Big Dig Tunnel Is Riddled With Leaks

November 19, 2004
By THE ASSOCIATED PRESS

Filed at 5:05 p.m. ET

BOSTON (AP) -- The Big Dig is a Big Sieve. In a burgeoning
political and engineering scandal, Boston's gleaming new
underground Interstate 93 highway is riddled with hundreds
of leaks. And the builders may have known about serious
flaws in the $14.6 billion project as early as 1997.

The disclosures add to a long list of woes for the colossal
highway, bridge and tunnel combination, already the most
expensive road project in U.S. history. The Big Dig --
formally the Central Artery project -- opened five years
late and billions of dollars over cost and has been plagued
by allegations of waste and mismanagement.

Massachusetts' attorney general is looking into the case,
and Gov. Mitt Romney has called on the head of the
Massachusetts Turnpike Authority to resign.

``Somebody obviously messed up big-time,'' Romney said last
week. ``And that's just one more example of a long list of
blunders related to the Big Dig.''

Transportation officials have given repeated assurances
that the underground highway is structurally sound. But
some drivers are steering clear of the tunnel.

``I'd been worrying about it. If there was any chance of
the wall caving in, it would be like that movie `Daylight'
with Sylvester Stallone,'' said 39-year-old house painter
Peter Carroll, referring to the action movie about
motorists trapped in a flooded tunnel.

The first sign of trouble came when a wall deep underground
sprang a leak in mid-September, sending water pouring into
the tunnel and creating a 10-mile rush-hour traffic jam.

Investigators found dirt and other debris had become
trapped in the wall during a botched concrete pouring job
in 1999. Over time, the debris washed away, sending ground
water and dirt through the hole.

It turned out to be a drop in the bucket.

Closer
investigation of additional panels in the tunnel have
turned up four other wall panels with defects that could
cause holes. One of those panels has the same kind of
defect, although on a smaller scale, as the one that sprang
a leak.

To make matters worse, project officials have conceded they
are struggling to plug 400 or 500 smaller leaks in the
tunnel.

Over the past week or so, memos and reports have dribbled
out showing that Turnpike officials and the project's
manager, Bechtel/Parsons Brinckerhoff, were aware of the
leak problem for years. One report by the state auditor and
inspector general found Big Dig officials were warned as
long ago as 1997 about the potential for widespread
leakage.

Fixing the leaks could take years, cost untold millions and
lead to the closing of some lanes of traffic, at least at
night.

Project officials said some leaks are to be expected in a
tunnel as large and complex as the Big Dig, especially
during the final stages of construction. The project will
not be finished until next September, and the roof has yet
to be completed on some portions of the tunnel.
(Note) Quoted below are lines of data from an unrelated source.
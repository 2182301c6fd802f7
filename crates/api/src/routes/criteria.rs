//! Route definitions for the `/criteria` resource.

use axum::routing::{get, put};
use axum::Router;

use crate::handlers::criteria;
use crate::state::AppState;

/// Routes mounted at `/criteria`.
///
/// ```text
/// GET    /?projectId=      -> list
/// POST   /                 -> create
/// PUT    /{id}             -> update
/// DELETE /{id}             -> delete
/// ```
pub fn router() -> Router<AppState> {
    Router::new()
        .route("/", get(criteria::list).post(criteria::create))
        .route("/{id}", put(criteria::update).delete(criteria::delete))
}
But they said the big leak that opened up in September and
the defects found in other walls are clearly the fault of
contractors.

The contractors have defended their work but said they are
ready to cooperate with the Turnpike Authority to come up
with a solution. Bechtel spokesman Andy Paven said the
company is inspecting the tunnel walls and reviewing all
records to get to the bottom of the problem.

Matthew Amorello, whose predecessor as chairman of the
Turnpike Authority was ousted for failing to report the
rising cost of the project in the late 1990s, has refused
to resign, and assured the public: ``There is no way that I
or the Turnpike Authority or the engineers who work on the
project would ever allow citizens to use an unsafe highway
network.''

The Big Dig project has transformed Boston: The old,
hulking elevated Central Artery was demolished, and the
highway was submerged underground.

The furor is clouding what Turnpike officials had hoped
would be heady days for the Big Dig, which also includes
the new Ted Williams Tunnel under Boston Harbor and the
Leonard P. Zakim Bunker Hill Bridge -- with its futuristic
web of suspension cables -- over the Charles River.